* What you are asked to do
Look through the entries below and extract exactly the lines from the one containing "# Grocery List" through the one containing "pub mod storage;", ends included.

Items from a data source

------------

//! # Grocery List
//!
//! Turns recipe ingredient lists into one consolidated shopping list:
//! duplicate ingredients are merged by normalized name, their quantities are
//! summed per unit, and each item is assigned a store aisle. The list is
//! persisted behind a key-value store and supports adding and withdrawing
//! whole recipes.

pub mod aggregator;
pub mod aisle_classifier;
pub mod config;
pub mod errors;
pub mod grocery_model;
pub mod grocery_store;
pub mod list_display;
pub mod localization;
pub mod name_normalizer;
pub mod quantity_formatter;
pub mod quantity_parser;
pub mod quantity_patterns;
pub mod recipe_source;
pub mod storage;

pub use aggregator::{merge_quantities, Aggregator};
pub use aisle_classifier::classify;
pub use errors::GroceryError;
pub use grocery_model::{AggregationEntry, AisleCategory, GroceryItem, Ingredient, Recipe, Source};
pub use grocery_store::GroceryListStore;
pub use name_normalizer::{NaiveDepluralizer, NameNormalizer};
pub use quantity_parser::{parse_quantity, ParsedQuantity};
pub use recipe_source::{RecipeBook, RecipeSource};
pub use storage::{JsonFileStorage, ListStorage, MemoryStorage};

------------

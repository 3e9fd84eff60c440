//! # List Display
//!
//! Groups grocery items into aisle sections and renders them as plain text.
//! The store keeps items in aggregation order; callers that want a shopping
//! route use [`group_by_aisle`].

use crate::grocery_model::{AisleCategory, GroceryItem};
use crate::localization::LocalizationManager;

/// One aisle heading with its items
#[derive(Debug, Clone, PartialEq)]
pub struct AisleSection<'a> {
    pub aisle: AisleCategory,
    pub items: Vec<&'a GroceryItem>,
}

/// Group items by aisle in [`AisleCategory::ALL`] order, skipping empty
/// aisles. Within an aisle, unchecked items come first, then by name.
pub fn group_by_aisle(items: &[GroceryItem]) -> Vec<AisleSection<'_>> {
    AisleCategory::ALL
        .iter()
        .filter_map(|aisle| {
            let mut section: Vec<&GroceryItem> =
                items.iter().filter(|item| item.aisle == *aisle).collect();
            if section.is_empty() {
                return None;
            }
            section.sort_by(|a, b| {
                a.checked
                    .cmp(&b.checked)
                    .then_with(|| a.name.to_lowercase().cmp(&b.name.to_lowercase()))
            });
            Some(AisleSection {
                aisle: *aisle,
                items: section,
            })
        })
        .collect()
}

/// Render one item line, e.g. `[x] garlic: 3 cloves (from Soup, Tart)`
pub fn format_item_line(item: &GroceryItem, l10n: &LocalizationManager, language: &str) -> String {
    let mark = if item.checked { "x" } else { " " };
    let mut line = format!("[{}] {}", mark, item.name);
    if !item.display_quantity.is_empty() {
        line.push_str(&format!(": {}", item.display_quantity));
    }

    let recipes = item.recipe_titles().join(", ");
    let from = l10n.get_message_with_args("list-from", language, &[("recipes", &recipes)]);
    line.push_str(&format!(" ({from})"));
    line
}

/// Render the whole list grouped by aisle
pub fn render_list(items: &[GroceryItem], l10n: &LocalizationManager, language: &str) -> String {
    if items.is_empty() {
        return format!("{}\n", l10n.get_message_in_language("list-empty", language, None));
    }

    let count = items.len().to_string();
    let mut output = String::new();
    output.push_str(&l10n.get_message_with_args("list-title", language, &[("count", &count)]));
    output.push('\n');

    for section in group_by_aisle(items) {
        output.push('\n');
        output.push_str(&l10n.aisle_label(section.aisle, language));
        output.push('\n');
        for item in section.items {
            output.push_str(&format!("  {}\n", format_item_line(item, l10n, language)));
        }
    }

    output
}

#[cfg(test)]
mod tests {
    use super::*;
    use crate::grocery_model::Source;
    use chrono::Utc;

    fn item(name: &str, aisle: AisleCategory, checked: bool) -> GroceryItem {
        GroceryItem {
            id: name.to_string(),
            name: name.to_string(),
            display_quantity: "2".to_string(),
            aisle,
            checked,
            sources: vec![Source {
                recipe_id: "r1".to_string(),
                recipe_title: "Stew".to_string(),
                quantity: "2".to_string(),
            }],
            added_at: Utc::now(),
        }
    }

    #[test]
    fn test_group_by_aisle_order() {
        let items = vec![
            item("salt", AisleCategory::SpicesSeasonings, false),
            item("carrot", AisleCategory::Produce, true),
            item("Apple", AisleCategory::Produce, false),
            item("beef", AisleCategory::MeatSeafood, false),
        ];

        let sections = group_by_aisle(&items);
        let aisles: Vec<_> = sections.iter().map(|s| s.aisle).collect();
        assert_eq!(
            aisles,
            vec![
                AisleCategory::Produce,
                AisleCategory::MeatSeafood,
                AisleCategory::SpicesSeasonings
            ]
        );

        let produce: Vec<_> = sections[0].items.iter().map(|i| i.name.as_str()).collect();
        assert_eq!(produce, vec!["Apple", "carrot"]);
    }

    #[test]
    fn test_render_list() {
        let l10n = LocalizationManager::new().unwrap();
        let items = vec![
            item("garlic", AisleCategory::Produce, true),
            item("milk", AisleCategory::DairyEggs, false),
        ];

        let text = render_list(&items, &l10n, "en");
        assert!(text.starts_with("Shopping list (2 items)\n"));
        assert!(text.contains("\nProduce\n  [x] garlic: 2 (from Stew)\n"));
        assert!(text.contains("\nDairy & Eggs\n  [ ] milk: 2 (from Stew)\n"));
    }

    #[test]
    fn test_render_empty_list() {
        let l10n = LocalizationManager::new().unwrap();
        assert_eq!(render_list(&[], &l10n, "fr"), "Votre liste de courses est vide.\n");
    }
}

------------

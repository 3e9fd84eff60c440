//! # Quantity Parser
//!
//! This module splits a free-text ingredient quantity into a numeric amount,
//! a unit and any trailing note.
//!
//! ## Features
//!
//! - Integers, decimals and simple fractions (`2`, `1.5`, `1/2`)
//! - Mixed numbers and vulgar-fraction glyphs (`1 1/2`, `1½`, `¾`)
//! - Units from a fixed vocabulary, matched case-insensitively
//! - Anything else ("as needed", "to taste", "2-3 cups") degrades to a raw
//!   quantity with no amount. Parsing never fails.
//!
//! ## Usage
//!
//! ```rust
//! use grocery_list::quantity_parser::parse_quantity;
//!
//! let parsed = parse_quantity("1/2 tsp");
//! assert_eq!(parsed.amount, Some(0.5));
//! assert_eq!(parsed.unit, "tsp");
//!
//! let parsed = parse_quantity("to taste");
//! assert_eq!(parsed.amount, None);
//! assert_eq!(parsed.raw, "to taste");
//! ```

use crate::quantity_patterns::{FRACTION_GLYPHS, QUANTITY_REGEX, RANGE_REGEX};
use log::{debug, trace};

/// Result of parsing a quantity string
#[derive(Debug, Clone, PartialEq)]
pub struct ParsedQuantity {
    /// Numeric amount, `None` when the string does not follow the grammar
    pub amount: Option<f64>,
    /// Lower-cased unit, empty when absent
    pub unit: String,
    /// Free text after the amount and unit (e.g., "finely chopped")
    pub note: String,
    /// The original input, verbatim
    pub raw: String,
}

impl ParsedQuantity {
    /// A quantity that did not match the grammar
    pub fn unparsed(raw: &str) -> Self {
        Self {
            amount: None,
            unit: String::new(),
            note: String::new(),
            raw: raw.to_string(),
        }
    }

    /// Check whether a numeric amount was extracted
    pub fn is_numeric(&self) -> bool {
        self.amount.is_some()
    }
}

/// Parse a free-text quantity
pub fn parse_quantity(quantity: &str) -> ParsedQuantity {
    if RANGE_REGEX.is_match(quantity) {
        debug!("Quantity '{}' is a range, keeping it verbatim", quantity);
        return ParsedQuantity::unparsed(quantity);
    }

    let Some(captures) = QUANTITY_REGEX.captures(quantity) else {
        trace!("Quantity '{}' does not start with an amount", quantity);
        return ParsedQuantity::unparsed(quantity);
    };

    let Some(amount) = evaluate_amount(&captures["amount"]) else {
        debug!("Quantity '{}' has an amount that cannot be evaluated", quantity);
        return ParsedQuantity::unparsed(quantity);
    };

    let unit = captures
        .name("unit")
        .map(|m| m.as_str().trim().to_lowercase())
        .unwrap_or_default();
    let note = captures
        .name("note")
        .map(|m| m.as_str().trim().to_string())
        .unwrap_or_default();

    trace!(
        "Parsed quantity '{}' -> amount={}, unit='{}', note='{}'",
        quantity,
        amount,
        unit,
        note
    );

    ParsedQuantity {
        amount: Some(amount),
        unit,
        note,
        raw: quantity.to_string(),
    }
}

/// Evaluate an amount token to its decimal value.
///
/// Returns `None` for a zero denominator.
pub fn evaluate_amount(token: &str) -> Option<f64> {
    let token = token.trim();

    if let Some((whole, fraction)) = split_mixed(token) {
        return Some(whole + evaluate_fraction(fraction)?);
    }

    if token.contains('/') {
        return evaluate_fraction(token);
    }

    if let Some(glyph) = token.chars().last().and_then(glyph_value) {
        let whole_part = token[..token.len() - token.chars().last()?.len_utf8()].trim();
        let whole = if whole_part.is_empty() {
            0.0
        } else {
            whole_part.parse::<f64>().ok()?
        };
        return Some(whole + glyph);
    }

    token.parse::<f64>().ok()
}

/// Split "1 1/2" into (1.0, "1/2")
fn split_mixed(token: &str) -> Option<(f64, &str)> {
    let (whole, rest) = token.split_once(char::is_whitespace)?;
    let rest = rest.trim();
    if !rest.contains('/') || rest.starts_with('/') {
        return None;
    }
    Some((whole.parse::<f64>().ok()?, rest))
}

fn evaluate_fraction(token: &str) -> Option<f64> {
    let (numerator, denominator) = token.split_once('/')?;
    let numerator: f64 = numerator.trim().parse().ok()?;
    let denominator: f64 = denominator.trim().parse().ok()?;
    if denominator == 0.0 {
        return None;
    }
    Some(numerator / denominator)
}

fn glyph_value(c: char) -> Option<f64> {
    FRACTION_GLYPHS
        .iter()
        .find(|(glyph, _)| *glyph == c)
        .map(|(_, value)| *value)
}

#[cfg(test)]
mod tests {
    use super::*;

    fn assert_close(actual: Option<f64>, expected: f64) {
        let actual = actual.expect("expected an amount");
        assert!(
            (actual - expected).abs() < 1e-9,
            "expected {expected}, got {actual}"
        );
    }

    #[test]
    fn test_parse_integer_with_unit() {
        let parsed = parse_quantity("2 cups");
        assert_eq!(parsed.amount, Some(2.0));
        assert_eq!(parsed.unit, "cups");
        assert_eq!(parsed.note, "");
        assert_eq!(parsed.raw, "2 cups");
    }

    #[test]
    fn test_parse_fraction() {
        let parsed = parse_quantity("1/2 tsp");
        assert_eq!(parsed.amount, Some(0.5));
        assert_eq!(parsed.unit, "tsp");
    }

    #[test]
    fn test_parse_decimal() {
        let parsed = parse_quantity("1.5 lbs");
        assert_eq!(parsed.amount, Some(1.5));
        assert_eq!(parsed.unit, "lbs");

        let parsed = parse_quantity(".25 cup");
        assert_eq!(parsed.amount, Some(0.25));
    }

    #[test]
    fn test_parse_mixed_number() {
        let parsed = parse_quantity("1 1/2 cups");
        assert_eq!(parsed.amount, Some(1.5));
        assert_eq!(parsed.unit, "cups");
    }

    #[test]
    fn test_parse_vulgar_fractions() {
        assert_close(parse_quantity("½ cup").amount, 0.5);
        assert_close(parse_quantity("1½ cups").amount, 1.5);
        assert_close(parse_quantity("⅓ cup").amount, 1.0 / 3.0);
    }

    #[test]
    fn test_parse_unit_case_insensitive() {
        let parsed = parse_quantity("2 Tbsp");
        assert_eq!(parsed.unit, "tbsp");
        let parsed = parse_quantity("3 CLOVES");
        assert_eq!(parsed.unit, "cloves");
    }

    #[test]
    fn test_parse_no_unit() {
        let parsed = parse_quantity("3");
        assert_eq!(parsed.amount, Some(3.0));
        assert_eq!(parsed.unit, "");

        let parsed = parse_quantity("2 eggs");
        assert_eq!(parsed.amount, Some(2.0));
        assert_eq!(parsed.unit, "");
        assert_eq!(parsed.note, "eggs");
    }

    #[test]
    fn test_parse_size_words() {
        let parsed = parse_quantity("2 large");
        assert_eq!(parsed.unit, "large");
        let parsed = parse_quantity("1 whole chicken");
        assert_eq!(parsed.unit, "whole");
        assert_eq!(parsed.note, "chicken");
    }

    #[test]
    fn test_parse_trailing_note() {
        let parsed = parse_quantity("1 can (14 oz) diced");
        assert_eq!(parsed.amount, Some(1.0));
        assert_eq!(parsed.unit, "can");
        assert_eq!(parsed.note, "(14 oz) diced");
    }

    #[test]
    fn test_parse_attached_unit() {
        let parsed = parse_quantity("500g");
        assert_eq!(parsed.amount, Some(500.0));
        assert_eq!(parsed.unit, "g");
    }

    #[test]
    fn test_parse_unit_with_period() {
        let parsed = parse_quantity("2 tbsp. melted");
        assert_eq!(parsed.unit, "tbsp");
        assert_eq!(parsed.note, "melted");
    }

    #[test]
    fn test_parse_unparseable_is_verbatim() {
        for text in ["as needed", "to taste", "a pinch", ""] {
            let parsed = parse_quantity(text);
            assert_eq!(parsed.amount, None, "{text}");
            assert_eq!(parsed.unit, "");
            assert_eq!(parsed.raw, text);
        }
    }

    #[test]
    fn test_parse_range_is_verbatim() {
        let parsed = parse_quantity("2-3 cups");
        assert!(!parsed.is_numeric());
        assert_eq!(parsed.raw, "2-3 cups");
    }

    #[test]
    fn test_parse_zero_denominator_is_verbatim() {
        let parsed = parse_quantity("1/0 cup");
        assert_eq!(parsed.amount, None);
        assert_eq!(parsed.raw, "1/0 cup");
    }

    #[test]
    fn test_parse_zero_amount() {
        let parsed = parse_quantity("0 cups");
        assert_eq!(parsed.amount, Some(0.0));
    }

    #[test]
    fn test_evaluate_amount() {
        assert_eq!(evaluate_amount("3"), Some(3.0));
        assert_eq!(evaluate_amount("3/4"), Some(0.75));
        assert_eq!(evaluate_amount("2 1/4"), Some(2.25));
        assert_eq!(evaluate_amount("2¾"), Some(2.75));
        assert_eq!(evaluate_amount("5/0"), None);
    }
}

------------

* Exercise answer
//! # Grocery List
//!
//! Turns recipe ingredient lists into one consolidated shopping list:
//! duplicate ingredients are merged by normalized name, their quantities are
//! summed per unit, and each item is assigned a store aisle. The list is
//! persisted behind a key-value store and supports adding and withdrawing
//! whole recipes.

pub mod aggregator;
pub mod aisle_classifier;
pub mod config;
pub mod errors;
pub mod grocery_model;
pub mod grocery_store;
pub mod list_display;
pub mod localization;
pub mod name_normalizer;
pub mod quantity_formatter;
pub mod quantity_parser;
pub mod quantity_patterns;
pub mod recipe_source;
pub mod storage;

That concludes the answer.